I've also come to realize that he's quite a non-linear thinker. He'll happily make up a story and it's not always clear that he is able to distinguish his own fiction from the truth or whether he just gets a kick out of pulling people's leg. The other day as I was pushing him in a cart through the market, his curly-topped, smiley self caught the eye of a passing elderly lady. As she turned to look at him he informed her "I have cavities". You have what!? Since when?! A few days later he asked me the origin of one of his "owies". When I told him I wasn't sure, he solemnly replied "it's an old basketball injury.
Then there are the truths I wish he wouldn't tell. Like informing the checkout clerk that "Mama and Papa's room is a mess. They need to clean it up." It is, and we do, but Good Lord child! Next time you are just staying home with Papa while I go shopping.
He's such a wonderful, perplexing blend of wild and exuberant, observant and reflective. He's social and then suddenly deeply introverted - he often prefers to stay home and snuggle in a blanket happily building things over what I would expect to be far more exciting choices like play dates or going for ice cream cones. He can be fiercely independent ("I want to do it myself, Mom") and a total barnacle ("Can you stay here in bed with me a long while, Mama? 'Til morning?). I am absolutely enthralled with my child and the process of learning more about him every day.

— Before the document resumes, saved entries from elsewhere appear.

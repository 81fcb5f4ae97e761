use std::env;
use std::io;
use std::path::PathBuf;

use thiserror::Error;

/// Errors raised by the cluster wrappers and the blob helpers.
#[derive(Debug, Error)]
pub enum Error {
    /// The external Slurm binary is not installed where it is expected.
    #[error("did not find {} binary at {}", .name, .path.display())]
    BinaryNotFound {
        /// Short name of the tool, e.g. `sinfo`
        name: &'static str,
        /// Location that was checked
        path: PathBuf,
    },
    /// A numeric request fell outside of what the cluster accepts.
    #[error(
        "must request a number of {field} between {min} and {max} inclusive, but asked for {value}"
    )]
    OutOfRange {
        /// Name of the offending option, e.g. `cpus`
        field: &'static str,
        /// Value that was requested
        value: i64,
        /// Advertised lower bound
        min: i64,
        /// Advertised upper bound; the check itself rejects it
        max: i64,
    },
    /// A required environment variable is unset or not valid unicode.
    #[error("environment variable `{name}` is not available: {source}")]
    MissingEnv {
        /// Name of the variable, e.g. `SHELL`
        name: &'static str,
        #[source]
        source: env::VarError,
    },
    /// The child process could not be started.
    #[error("failed to execute `{program}`: {source}")]
    Spawn {
        /// Program as passed to `Command::new`
        program: String,
        #[source]
        source: io::Error,
    },
    /// Reading or writing a blob failed.
    #[error("I/O error on {}: {source}", .path.display())]
    Io {
        /// Blob location
        path: PathBuf,
        #[source]
        source: io::Error,
    },
    /// A blob could not be encoded, or did not decode into the requested type.
    #[error("(de)serialization error on {}: {source}", .path.display())]
    Serde {
        /// Blob location
        path: PathBuf,
        #[source]
        source: serde_json::Error,
    },
}

pub type Result<T, E = Error> = std::result::Result<T, E>;
use color_eyre::Result;

use lipsutils::args::{self, LaunchArgs};
use lipsutils::logging::init_logging;
use lipsutils::region;
use lipsutils::slurm::{exit_code, Allocation};

fn main() -> Result<()> {
    color_eyre::install()?;

    let args: LaunchArgs = args::from_env();
    init_logging(args.verbose)?;

    let allocation = Allocation::from(args);
    let status = {
        let _session = region!(format!("{} session", allocation.node));
        allocation.run()?
    };

    std::process::exit(exit_code(status));
}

As I've mentioned before, he loves having his posse near, so what better way to celebrate his birthday then to have Cleveland family come to stay for the weekend. We ate lots of good food all weekend, woke up Saturday morning and made a trek to my favorite metro park to stomp around in a creek and then grilled out with family and friends. As the rain came and went, came and went, people milled under the magnolia tree, chased rocket balloons through the yard,
and ate cake. Lots and lots of cake.
And speaking of birthdays, today marks the end of the "4th trimester", Cally's 3 month birthday. She helped us celebrate by letting me put her in her crib drowsy but awake this morning, where she proceeded to nap for 1.25 hours. Whoo hoo. Of course, the next nap was 7 minutes in the crib, followed by 90 minutes in the swing, and now she's asleep on my shoulder. Baby steps I tell you, baby steps.
Today also marks moving the co-sleeper out of the room and putting her in her crib at night. This for me is a huge heartbreak. I love her breathing next to mine in the night. But every day she gets more wakeful, more alert, more aware of her surroundings. This is wonderfully delightful as we are beginning to see more and more gummy smiles and hear all sorts of cooing an a strange wheezy inhalation of breath which I'm sure is meant to be laughter. But, it also means that her brother's joyful wake-up flight into the room and crash landing onto our bed is wreaking havoc on her sleep (and ours, but that's a whole other story), so it's time for that transition. So many transitions.